** TASK TO COMPLETE **
Take the material below and output exactly the run of lines from the one containing "pub fn new()" down to the one containing "pub fn with_read_timeout(mut", with both included.

** DATA FOR THE TASK **
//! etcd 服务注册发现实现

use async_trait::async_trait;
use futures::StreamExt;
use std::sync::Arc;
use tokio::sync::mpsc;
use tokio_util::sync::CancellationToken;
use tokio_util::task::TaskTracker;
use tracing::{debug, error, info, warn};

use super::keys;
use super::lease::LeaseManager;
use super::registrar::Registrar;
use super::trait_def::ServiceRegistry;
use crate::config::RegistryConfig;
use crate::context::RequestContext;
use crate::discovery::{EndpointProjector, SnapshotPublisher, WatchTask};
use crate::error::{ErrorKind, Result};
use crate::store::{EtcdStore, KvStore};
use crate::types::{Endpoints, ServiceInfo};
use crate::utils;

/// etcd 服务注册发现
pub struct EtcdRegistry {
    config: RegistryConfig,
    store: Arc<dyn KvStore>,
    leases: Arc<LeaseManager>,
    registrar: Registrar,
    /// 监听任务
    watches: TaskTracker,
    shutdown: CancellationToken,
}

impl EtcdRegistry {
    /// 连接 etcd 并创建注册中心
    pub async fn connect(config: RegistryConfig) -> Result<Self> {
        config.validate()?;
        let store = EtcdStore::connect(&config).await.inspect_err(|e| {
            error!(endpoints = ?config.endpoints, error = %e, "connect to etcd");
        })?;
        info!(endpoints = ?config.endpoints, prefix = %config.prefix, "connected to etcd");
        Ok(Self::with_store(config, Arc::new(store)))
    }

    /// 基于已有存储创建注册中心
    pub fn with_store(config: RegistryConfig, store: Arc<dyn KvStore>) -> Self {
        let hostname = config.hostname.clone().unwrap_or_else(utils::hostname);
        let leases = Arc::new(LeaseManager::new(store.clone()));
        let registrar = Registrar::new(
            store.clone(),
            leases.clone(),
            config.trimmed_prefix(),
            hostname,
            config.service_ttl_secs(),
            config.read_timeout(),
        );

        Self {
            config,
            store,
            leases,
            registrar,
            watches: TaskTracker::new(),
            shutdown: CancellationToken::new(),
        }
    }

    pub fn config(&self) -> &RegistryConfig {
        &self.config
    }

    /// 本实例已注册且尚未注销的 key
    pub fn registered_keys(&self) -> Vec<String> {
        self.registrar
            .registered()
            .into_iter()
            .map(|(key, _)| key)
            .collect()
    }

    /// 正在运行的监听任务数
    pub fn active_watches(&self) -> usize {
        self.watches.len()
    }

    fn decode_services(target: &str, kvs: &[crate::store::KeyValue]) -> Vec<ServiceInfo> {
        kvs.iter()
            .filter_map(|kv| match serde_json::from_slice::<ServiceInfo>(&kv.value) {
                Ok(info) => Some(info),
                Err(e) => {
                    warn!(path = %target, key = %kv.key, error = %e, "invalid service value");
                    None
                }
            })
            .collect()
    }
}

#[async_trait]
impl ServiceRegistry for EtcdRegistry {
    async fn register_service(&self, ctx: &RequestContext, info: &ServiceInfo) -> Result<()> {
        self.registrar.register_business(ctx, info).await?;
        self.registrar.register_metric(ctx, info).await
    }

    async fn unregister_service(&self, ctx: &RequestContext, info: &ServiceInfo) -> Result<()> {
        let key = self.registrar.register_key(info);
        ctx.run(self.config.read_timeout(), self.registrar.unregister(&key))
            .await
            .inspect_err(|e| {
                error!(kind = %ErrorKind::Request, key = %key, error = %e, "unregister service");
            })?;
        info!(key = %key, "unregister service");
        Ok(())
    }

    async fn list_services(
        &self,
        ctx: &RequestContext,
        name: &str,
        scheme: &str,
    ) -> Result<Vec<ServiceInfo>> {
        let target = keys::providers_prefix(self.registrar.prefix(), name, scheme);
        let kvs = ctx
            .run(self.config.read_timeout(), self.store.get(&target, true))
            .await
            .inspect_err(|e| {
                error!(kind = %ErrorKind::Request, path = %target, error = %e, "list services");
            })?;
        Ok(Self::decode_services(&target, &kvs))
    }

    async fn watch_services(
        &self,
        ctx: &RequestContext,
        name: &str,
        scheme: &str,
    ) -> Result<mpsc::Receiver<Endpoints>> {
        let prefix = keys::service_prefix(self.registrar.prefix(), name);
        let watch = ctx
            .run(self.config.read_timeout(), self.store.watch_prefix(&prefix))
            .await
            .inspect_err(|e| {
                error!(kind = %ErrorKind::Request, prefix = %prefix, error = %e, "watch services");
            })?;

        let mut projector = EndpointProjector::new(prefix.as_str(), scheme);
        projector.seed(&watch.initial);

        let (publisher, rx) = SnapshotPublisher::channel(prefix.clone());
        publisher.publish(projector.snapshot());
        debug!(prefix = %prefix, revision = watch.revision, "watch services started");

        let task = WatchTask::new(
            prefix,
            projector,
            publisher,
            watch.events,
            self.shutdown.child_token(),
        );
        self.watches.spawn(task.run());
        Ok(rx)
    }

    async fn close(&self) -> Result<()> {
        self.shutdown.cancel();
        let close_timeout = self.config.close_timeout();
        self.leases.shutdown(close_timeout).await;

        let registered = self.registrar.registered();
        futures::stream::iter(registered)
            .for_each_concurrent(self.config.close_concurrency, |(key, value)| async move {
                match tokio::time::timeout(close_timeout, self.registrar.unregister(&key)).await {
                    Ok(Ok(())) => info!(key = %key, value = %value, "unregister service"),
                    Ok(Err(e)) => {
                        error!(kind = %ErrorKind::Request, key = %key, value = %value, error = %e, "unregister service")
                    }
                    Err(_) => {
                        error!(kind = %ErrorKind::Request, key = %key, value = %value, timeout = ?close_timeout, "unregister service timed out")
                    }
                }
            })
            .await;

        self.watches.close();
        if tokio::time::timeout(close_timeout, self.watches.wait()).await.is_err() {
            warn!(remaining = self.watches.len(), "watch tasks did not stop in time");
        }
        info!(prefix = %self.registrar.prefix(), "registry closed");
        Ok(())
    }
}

==

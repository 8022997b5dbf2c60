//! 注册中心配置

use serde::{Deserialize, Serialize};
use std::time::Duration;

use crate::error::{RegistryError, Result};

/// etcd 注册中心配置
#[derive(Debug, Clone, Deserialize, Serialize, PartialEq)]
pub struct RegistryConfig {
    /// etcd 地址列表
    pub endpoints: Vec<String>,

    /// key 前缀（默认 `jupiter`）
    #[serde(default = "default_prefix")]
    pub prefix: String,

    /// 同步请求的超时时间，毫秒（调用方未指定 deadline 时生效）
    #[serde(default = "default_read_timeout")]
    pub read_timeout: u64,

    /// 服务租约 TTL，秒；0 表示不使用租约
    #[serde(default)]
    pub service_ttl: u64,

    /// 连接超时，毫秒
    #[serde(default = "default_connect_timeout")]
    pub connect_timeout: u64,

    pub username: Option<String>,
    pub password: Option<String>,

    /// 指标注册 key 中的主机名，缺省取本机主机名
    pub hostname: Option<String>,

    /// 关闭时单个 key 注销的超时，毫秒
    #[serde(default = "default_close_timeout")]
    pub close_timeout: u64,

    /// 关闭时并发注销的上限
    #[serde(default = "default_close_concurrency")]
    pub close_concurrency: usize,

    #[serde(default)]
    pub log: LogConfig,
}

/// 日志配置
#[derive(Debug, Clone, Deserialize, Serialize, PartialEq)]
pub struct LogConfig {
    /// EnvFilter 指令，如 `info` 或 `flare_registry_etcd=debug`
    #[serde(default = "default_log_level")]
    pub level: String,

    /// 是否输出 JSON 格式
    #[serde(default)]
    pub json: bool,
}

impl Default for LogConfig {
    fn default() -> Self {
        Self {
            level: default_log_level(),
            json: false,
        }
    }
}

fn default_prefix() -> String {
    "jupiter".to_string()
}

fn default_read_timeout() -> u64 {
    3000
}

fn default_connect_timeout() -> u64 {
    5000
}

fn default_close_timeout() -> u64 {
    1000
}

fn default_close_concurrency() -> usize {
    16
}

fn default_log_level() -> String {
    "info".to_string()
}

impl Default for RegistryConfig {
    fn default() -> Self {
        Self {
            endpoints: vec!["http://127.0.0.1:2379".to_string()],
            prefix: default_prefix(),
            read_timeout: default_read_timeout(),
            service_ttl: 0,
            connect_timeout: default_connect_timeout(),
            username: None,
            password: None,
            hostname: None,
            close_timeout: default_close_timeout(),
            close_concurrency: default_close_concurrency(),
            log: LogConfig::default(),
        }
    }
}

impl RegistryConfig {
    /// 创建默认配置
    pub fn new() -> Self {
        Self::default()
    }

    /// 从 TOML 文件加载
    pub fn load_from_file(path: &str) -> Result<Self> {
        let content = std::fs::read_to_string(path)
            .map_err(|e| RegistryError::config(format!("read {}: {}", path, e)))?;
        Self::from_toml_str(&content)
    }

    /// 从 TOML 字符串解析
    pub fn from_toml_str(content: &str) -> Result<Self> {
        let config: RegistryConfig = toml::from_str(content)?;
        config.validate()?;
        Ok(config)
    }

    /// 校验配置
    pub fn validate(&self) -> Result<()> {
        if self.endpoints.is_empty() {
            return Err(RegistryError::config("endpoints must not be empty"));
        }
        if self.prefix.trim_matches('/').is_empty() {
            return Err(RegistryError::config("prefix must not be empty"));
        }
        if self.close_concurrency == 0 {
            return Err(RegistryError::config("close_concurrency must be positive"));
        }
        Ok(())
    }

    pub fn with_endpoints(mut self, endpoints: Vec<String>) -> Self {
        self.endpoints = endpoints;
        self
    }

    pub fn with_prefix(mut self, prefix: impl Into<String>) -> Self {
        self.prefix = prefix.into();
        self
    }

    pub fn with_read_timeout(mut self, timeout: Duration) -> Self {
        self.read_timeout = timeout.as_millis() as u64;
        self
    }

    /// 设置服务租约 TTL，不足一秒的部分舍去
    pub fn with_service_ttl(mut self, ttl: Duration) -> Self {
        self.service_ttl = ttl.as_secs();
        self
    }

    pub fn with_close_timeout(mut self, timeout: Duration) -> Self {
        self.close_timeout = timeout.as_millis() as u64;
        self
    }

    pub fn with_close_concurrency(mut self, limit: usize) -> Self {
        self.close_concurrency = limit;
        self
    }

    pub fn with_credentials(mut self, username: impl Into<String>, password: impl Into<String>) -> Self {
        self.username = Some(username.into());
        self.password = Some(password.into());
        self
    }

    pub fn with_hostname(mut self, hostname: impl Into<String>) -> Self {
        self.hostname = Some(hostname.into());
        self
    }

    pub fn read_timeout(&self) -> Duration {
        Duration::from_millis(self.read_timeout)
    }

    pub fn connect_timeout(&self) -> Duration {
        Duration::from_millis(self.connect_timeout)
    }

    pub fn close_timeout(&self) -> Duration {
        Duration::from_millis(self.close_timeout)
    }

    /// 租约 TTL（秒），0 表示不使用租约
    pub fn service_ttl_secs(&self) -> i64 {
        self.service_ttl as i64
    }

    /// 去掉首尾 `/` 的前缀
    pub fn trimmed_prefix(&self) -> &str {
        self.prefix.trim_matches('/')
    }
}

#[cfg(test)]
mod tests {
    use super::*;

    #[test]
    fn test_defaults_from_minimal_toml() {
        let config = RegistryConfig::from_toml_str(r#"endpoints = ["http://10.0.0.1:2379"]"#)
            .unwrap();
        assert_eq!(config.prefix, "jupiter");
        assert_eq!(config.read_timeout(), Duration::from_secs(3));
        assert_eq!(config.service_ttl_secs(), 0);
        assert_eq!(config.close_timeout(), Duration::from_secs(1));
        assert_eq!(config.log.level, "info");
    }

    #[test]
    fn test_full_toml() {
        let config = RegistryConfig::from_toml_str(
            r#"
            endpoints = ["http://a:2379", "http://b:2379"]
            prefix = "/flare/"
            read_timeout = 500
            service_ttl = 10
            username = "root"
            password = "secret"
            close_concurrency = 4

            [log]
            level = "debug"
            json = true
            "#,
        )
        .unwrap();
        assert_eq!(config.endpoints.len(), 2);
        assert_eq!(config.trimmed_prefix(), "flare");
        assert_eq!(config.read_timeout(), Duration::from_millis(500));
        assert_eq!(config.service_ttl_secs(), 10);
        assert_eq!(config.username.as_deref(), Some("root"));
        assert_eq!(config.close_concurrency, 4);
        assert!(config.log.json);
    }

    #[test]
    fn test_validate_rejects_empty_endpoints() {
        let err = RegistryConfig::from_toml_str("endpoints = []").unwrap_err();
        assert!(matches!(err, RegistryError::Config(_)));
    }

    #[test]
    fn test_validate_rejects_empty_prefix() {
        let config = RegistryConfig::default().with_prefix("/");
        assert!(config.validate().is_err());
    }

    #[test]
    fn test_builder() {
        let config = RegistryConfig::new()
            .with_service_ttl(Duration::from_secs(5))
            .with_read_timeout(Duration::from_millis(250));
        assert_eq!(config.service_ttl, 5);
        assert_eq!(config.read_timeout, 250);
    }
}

==

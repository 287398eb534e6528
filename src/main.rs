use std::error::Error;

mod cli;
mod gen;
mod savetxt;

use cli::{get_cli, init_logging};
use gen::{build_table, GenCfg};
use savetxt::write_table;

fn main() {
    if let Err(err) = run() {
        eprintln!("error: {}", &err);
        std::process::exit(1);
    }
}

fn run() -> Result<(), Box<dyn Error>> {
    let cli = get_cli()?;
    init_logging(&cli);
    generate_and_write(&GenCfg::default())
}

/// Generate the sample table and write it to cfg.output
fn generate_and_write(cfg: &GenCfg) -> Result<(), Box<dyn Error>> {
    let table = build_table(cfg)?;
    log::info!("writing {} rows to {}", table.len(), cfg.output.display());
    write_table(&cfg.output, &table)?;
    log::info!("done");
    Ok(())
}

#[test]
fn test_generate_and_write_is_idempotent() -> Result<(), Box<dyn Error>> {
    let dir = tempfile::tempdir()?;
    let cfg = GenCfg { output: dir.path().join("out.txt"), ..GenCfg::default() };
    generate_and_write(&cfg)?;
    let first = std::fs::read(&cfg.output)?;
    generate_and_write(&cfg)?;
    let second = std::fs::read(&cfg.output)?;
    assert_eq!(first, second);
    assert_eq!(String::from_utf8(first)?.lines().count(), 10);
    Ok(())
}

** ANSWER BOX **
    pub fn new() -> Self {
        Self::default()
    }

    /// 从 TOML 文件加载
    pub fn load_from_file(path: &str) -> Result<Self> {
        let content = std::fs::read_to_string(path)
            .map_err(|e| RegistryError::config(format!("read {}: {}", path, e)))?;
        Self::from_toml_str(&content)
    }

    /// 从 TOML 字符串解析
    pub fn from_toml_str(content: &str) -> Result<Self> {
        let config: RegistryConfig = toml::from_str(content)?;
        config.validate()?;
        Ok(config)
    }

    /// 校验配置
    pub fn validate(&self) -> Result<()> {
        if self.endpoints.is_empty() {
            return Err(RegistryError::config("endpoints must not be empty"));
        }
        if self.prefix.trim_matches('/').is_empty() {
            return Err(RegistryError::config("prefix must not be empty"));
        }
        if self.close_concurrency == 0 {
            return Err(RegistryError::config("close_concurrency must be positive"));
        }
        Ok(())
    }

    pub fn with_endpoints(mut self, endpoints: Vec<String>) -> Self {
        self.endpoints = endpoints;
        self
    }

    pub fn with_prefix(mut self, prefix: impl Into<String>) -> Self {
        self.prefix = prefix.into();
        self
    }

    pub fn with_read_timeout(mut self, timeout: Duration) -> Self {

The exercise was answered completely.